O silêncio ou a repulsa dos jovens não é um traço definitivo do caráter deles, muito menos as posturas nostálgicas e conservadoras que, aliás, reflete muito mais a nossa incapacidade de motivá-los para uma nova utopia do que uma atitude refletida da parte deles. Como lembra Maffesoli: “Não é a primeira vez que se abre um fosso entre as elites e o povo, mas são inúmeros os que podem e querem dedicar-se a preenchê-lo. É preciso saber mobilizá-los. Para isso, é preciso criar um laboratório de ideias não mais focado sobre a economia e a dimensão política, mas naquilo que constitui o lençol freático de toda vida social: o imaginário, cimento autêntico do estar junto”.

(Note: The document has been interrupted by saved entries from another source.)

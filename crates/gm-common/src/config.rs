// SPDX-License-Identifier: Apache-2.0
// Copyright 2024-2026 GridMesh Systems

//! Configuration for GridMesh PLM
//!
//! All configuration is compile-time or provisioned at factory; nothing here
//! changes at runtime. Defaults follow the certification profile for
//! powerline street-lighting deployments.

use crate::time::Millis;

/// Access-policy table interpretation, selected at build/provisioning time
#[derive(Debug, Clone, Copy, PartialEq, Eq)]
pub enum AccessMode {
    /// Only listed devices may join; each entry supplies the device PSK and
    /// optionally a fixed short address
    AllowList,
    /// Listed devices are refused; unknown devices join with the default PSK
    /// and an allocated short address
    DenyList,
}

/// Coordinator-side bootstrap configuration
#[derive(Debug, Clone, Copy)]
pub struct BootServerConfig {
    /// Access-policy table mode
    pub access_mode: AccessMode,
    /// Total time a handshake may stay in flight before it is swept
    pub handshake_ttl: Millis,
    /// Deadline for an external PSK answer before the default PSK is used
    pub psk_deadline: Millis,
    /// Period of the join-entry sweep timer
    pub sweep_period: Millis,
    /// Deadline for each handshake stage before the message is resent
    pub retry_timeout: Millis,
    /// Per-stage retry bound before an entry is aborted
    pub max_retries: u8,
    /// Connected devices not heard from within this window are demoted
    pub device_ttl: Millis,
    /// PSK substituted when the policy provider does not answer in time
    pub default_psk: [u8; 16],
    /// First short address handed out by the allocator
    pub short_addr_base: u16,
    /// Timing applied to rekeying exchanges instead of the admission deadlines
    pub rekey: RekeyConfig,
}

impl BootServerConfig {
    /// Default coordinator configuration
    pub const DEFAULT: Self = Self {
        access_mode: AccessMode::DenyList,
        handshake_ttl: Millis::from_secs(40),
        psk_deadline: Millis::from_secs(5),
        sweep_period: Millis::new(500),
        retry_timeout: Millis::from_secs(10),
        max_retries: 3,
        device_ttl: Millis::from_secs(600),
        default_psk: [0xAB; 16],
        short_addr_base: 0x0001,
        rekey: RekeyConfig::DEFAULT,
    };
}

impl Default for BootServerConfig {
    fn default() -> Self {
        Self::DEFAULT
    }
}

/// Device-side bootstrap configuration
#[derive(Debug, Clone, Copy)]
pub struct BootClientConfig {
    /// Device PSK shared with the coordinator
    pub psk: [u8; 16],
    /// Lower bound of the randomized startup delay
    pub startup_delay_min: Millis,
    /// Upper bound of the randomized startup delay
    pub startup_delay_max: Millis,
    /// How long a discovery scan runs
    pub discovery_duration: Millis,
    /// How long to wait for an externally re-sorted candidate list
    pub sort_wait: Millis,
    /// Candidates below this link quality are never attempted
    pub link_quality_threshold: u8,
    /// Join attempts per candidate before advancing to the next one
    pub join_retries: u8,
    /// Timeout for a single join attempt
    pub join_timeout: Millis,
    /// Run route discovery toward the coordinator after joining
    pub route_discovery: bool,
    /// Timeout for the route-discovery step
    pub route_timeout: Millis,
}

impl BootClientConfig {
    /// Default device configuration
    pub const DEFAULT: Self = Self {
        psk: [0xAB; 16],
        startup_delay_min: Millis::new(500),
        startup_delay_max: Millis::from_secs(10),
        discovery_duration: Millis::from_secs(2),
        sort_wait: Millis::from_secs(1),
        link_quality_threshold: 52,
        join_retries: 3,
        join_timeout: Millis::from_secs(20),
        route_discovery: false,
        route_timeout: Millis::from_secs(10),
    };
}

impl Default for BootClientConfig {
    fn default() -> Self {
        Self::DEFAULT
    }
}

/// Group-key rotation configuration
#[derive(Debug, Clone, Copy)]
pub struct RekeyConfig {
    /// Deadline for each per-device stage of a rekeying run
    pub phase_timeout: Millis,
    /// Per-device retry bound within a phase
    pub max_retries: u8,
}

impl RekeyConfig {
    /// Default rekeying configuration
    pub const DEFAULT: Self = Self {
        phase_timeout: Millis::from_secs(15),
        max_retries: 2,
    };
}

impl Default for RekeyConfig {
    fn default() -> Self {
        Self::DEFAULT
    }
}
impl EapFrame {
    /// Serialize the frame
    ///
    /// # Errors
    ///
    /// Returns `Error::BufferTooSmall` if the frame exceeds `MAX_EAP_MSG`.
    pub fn encode(&self) -> Result<Vec<u8, MAX_EAP_MSG>> {
        let mut out: Vec<u8, MAX_EAP_MSG> = Vec::new();
        let push = |out: &mut Vec<u8, MAX_EAP_MSG>, b: &[u8]| {
            out.extend_from_slice(b).map_err(|_| Error::BufferTooSmall)
        };

        // Header placeholder; length is patched once the body is in place
        push(&mut out, &[self.code as u8, self.identifier, 0, 0])?;

        if let Some(t) = self.body.subtype() {
            // T is a two-bit field; subtypes 1..=4 ride as 0..=3
            push(&mut out, &[EAP_TYPE_PSK, (t - 1) << 6])?;
            match &self.body {
                EapBody::First { rand_s, id_s } => {
                    push(&mut out, rand_s)?;
                    push(&mut out, id_s)?;
                }
                EapBody::Second {
                    rand_s,
                    rand_p,
                    id_p,
                    mac_p,
                } => {
                    push(&mut out, rand_s)?;
                    push(&mut out, rand_p)?;
                    push(&mut out, id_p)?;
                    push(&mut out, mac_p)?;
                }
                EapBody::Third {
                    rand_s,
                    mac_s,
                    channel,
                } => {
                    push(&mut out, rand_s)?;
                    push(&mut out, mac_s)?;
                    channel.write_to(&mut out)?;
                }
                EapBody::Fourth { rand_s, channel } => {
                    push(&mut out, rand_s)?;
                    channel.write_to(&mut out)?;
                }
                EapBody::Success | EapBody::Failure => unreachable!(),
            }
        }

        let len = out.len() as u16;
        out[2..4].copy_from_slice(&len.to_be_bytes());
        Ok(out)
    }

    /// Parse a received frame
    ///
    /// # Errors
    ///
    /// `Error::MalformedMessage` on truncation or structural problems,
    /// `Error::LengthMismatch` if the declared length disagrees with the
    /// buffer, `Error::UnknownMessageCode` for unknown codes or subtypes.
    pub fn decode(bytes: &[u8]) -> Result<Self> {
        if bytes.len() < 4 {
            return Err(Error::MalformedMessage);
        }
        let code = EapCode::from_u8(bytes[0]).ok_or(Error::UnknownMessageCode)?;
        let identifier = bytes[1];
        let declared = u16::from_be_bytes([bytes[2], bytes[3]]) as usize;
        if declared != bytes.len() {
            return Err(Error::LengthMismatch);
        }

        if matches!(code, EapCode::Success | EapCode::Failure) {
            if bytes.len() != 4 {
                return Err(Error::MalformedMessage);
            }
            let body = if code == EapCode::Success {
                EapBody::Success
            } else {
                EapBody::Failure
            };
            return Ok(Self {
                code,
                identifier,
                body,
            });
        }

        if bytes.len() < EAP_HEADER_LEN + RAND_SIZE || bytes[4] != EAP_TYPE_PSK {
            return Err(Error::MalformedMessage);
        }
        let subtype = (bytes[5] >> 6) + 1;
        let rest = &bytes[EAP_HEADER_LEN..];

        let mut rand_s = [0u8; RAND_SIZE];
        rand_s.copy_from_slice(&rest[..RAND_SIZE]);
        let rest = &rest[RAND_SIZE..];

        let body = match subtype {
            1 => {
                let mut id_s = Vec::new();
                id_s.extend_from_slice(rest).map_err(|_| Error::MalformedMessage)?;
                EapBody::First { rand_s, id_s }
            }
            2 => {
                // IdP is variable; MAC_P is the trailing 16 bytes
                if rest.len() < RAND_SIZE + 16 {
                    return Err(Error::MalformedMessage);
                }
                let mut rand_p = [0u8; RAND_SIZE];
                rand_p.copy_from_slice(&rest[..RAND_SIZE]);
                let id_end = rest.len() - 16;
                let mut id_p = Vec::new();
                id_p.extend_from_slice(&rest[RAND_SIZE..id_end])
                    .map_err(|_| Error::MalformedMessage)?;
                let mut mac_p = [0u8; 16];
                mac_p.copy_from_slice(&rest[id_end..]);
                EapBody::Second {
                    rand_s,
                    rand_p,
                    id_p,
                    mac_p,
                }
            }
            3 => {
                if rest.len() < 16 {
                    return Err(Error::MalformedMessage);
                }
                let mut mac_s = [0u8; 16];
                mac_s.copy_from_slice(&rest[..16]);
                let channel = PChannel::parse(&rest[16..])?;
                EapBody::Third {
                    rand_s,
                    mac_s,
                    channel,
                }
            }
            4 => {
                let channel = PChannel::parse(rest)?;
                EapBody::Fourth { rand_s, channel }
            }
            _ => return Err(Error::UnknownMessageCode),
        };

        Ok(Self {
            code,
            identifier,
            body,
        })
    }

    /// The bytes of the encoded frame preceding its P-Channel, used as
    /// associated data when sealing and opening the channel
    ///
    /// # Errors
    ///
    /// Returns `Error::InvalidParameter` for bodies that carry no channel.
    pub fn channel_aad(&self) -> Result<Vec<u8, MAX_EAP_MSG>> {
        let encoded = self.encode()?;
        let aad_len = match &self.body {
            EapBody::Third { .. } => EAP_HEADER_LEN + RAND_SIZE + 16,
            EapBody::Fourth { .. } => EAP_HEADER_LEN + RAND_SIZE,
            _ => return Err(Error::InvalidParameter),
        };
        let mut aad = Vec::new();
        aad.extend_from_slice(&encoded[..aad_len])
            .map_err(|_| Error::BufferTooSmall)?;
        Ok(aad)
    }
}

// =============================================================================
// Protected Channel
// =============================================================================

/// Result code carried in the P-Channel flags byte (top two bits)
#[derive(Debug, Clone, Copy, PartialEq, Eq)]
#[repr(u8)]
pub enum ChannelResult {
    /// Exchange continues
    Continue = 1,
    /// Exchange done, success
    DoneSuccess = 2,
    /// Exchange done, failure
    DoneFailure = 3,
}

impl ChannelResult {
    /// Convert from the top two bits of the flags byte
    #[must_use]
    pub const fn from_bits(bits: u8) -> Option<Self> {
        match bits {
            1 => Some(Self::Continue),
            2 => Some(Self::DoneSuccess),
            3 => Some(Self::DoneFailure),
            _ => None,
        }
    }
}

/// Decrypted P-Channel contents
#[derive(Debug, Clone, PartialEq, Eq)]
pub struct ChannelData {
    /// Result flag
    pub result: ChannelResult,
    /// Embedded configuration parameters (the EXT payload)
    pub params: Vec<ConfigParam, MAX_PARAMS>,
}

impl ChannelData {
    /// Channel data with no extension
    #[must_use]
    pub fn bare(result: ChannelResult) -> Self {
        Self {
            result,
            params: Vec::new(),
        }
    }

    fn encode(&self) -> Result<Vec<u8, MAX_PCHANNEL_PLAINTEXT>> {
        let mut out: Vec<u8, MAX_PCHANNEL_PLAINTEXT> = Vec::new();
        let ext = !self.params.is_empty();
        let flags = ((self.result as u8) << 6) | if ext { 0x20 } else { 0 };
        out.push(flags).map_err(|_| Error::BufferTooSmall)?;
        if ext {
            out.push(EXT_TYPE_CONFIG).map_err(|_| Error::BufferTooSmall)?;
            encode_params(&self.params, &mut out)?;
        }
        Ok(out)
    }

    fn decode(bytes: &[u8]) -> Result<Self> {
        let flags = *bytes.first().ok_or(Error::MalformedMessage)?;
        let result = ChannelResult::from_bits(flags >> 6).ok_or(Error::MalformedMessage)?;
        let ext = flags & 0x20 != 0;

        let mut params = Vec::new();
        if ext {
            if bytes.len() < 2 || bytes[1] != EXT_TYPE_CONFIG {
                return Err(Error::MalformedMessage);
            }
            params = decode_params(&bytes[2..])?;
        } else if bytes.len() != 1 {
            return Err(Error::MalformedMessage);
        }
        Ok(Self { result, params })
    }
}

/// Encrypted Protected Channel as carried on the wire
#[derive(Debug, Clone, PartialEq, Eq)]
pub struct PChannel {
    /// Wire nonce counter (4 bytes big-endian on the wire)
    pub nonce: u32,
    /// EAX authentication tag
    pub tag: [u8; EAX_TAG_SIZE],
    /// Ciphertext (same length as the plaintext)
    pub ciphertext: Vec<u8, MAX_PCHANNEL_PLAINTEXT>,
}

impl PChannel {
    /// Encrypt `data` under `tek` with the given nonce counter
    ///
    /// # Errors
    ///
    /// Propagates codec and AEAD errors.
    pub fn seal(tek: &Tek, nonce: u32, data: &ChannelData, aad: &[u8]) -> Result<Self> {
        let plaintext = data.encode()?;
        let mut buf = [0u8; MAX_PCHANNEL_PLAINTEXT + EAX_TAG_SIZE];
        let total = Eax128::encrypt(
            tek.key(),
            &EaxNonce::from_counter(nonce),
            &plaintext,
            aad,
            &mut buf,
        )
        .map_err(Error::from)?;
        let ct_len = total - EAX_TAG_SIZE;

        let mut ciphertext = Vec::new();
        ciphertext
            .extend_from_slice(&buf[..ct_len])
            .map_err(|_| Error::BufferTooSmall)?;
        let mut tag = [0u8; EAX_TAG_SIZE];
        tag.copy_from_slice(&buf[ct_len..total]);
        Ok(Self {
            nonce,
            tag,
            ciphertext,
        })
    }

    /// Decrypt and parse the channel contents
    ///
    /// Fails closed: `Error::AeadAuthFailed` means the message must be
    /// silently discarded, never answered.
    ///
    /// # Errors
    ///
    /// `Error::AeadAuthFailed` on authentication failure, codec errors if
    /// the authenticated plaintext is structurally invalid.
    pub fn open(&self, tek: &Tek, aad: &[u8]) -> Result<ChannelData> {
        let mut joined = [0u8; MAX_PCHANNEL_PLAINTEXT + EAX_TAG_SIZE];
        let total = self.ciphertext.len() + EAX_TAG_SIZE;
        joined[..self.ciphertext.len()].copy_from_slice(&self.ciphertext);
        joined[self.ciphertext.len()..total].copy_from_slice(&self.tag);

        let mut plaintext = [0u8; MAX_PCHANNEL_PLAINTEXT];
        let pt_len = Eax128::decrypt(
            tek.key(),
            &EaxNonce::from_counter(self.nonce),
            &joined[..total],
            aad,
            &mut plaintext,
        )
        .map_err(Error::from)?;
        ChannelData::decode(&plaintext[..pt_len])
    }

    fn write_to(&self, out: &mut Vec<u8, MAX_EAP_MSG>) -> Result<()> {
        out.extend_from_slice(&self.nonce.to_be_bytes())
            .map_err(|_| Error::BufferTooSmall)?;
        out.extend_from_slice(&self.tag)
            .map_err(|_| Error::BufferTooSmall)?;
        out.extend_from_slice(&self.ciphertext)
            .map_err(|_| Error::BufferTooSmall)?;
        Ok(())
    }

    fn parse(bytes: &[u8]) -> Result<Self> {
        // At least the flags byte must be present under the tag
        if bytes.len() < PCHANNEL_HEADER_LEN + 1 {
            return Err(Error::MalformedMessage);
        }
        let nonce = u32::from_be_bytes([bytes[0], bytes[1], bytes[2], bytes[3]]);
        let mut tag = [0u8; EAX_TAG_SIZE];
        tag.copy_from_slice(&bytes[4..PCHANNEL_HEADER_LEN]);
        let mut ciphertext = Vec::new();
        ciphertext
            .extend_from_slice(&bytes[PCHANNEL_HEADER_LEN..])
            .map_err(|_| Error::MalformedMessage)?;
        Ok(Self {
            nonce,
            tag,
            ciphertext,
        })
    }
}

Lembro-me de ter escrito, na vitória de Tancredo, referindo-me às manifestações populares, que as pessoas não estavam comemorando a vitória em uma eleição indireta de um político septuagenário. Estavam comemorando a possibilidade de ter um país mais moderno, mais honesto, mais livre, mais afetivo, mais promissor. Sempre comemoramos a chance de vivermos melhor. A política precisa recuperar essa capacidade de se vincular a esses sonhos. Ou então as ditaduras o farão.

Daniel Medeiros é Doutor em Educação Histórica e professor no Curso Positivo.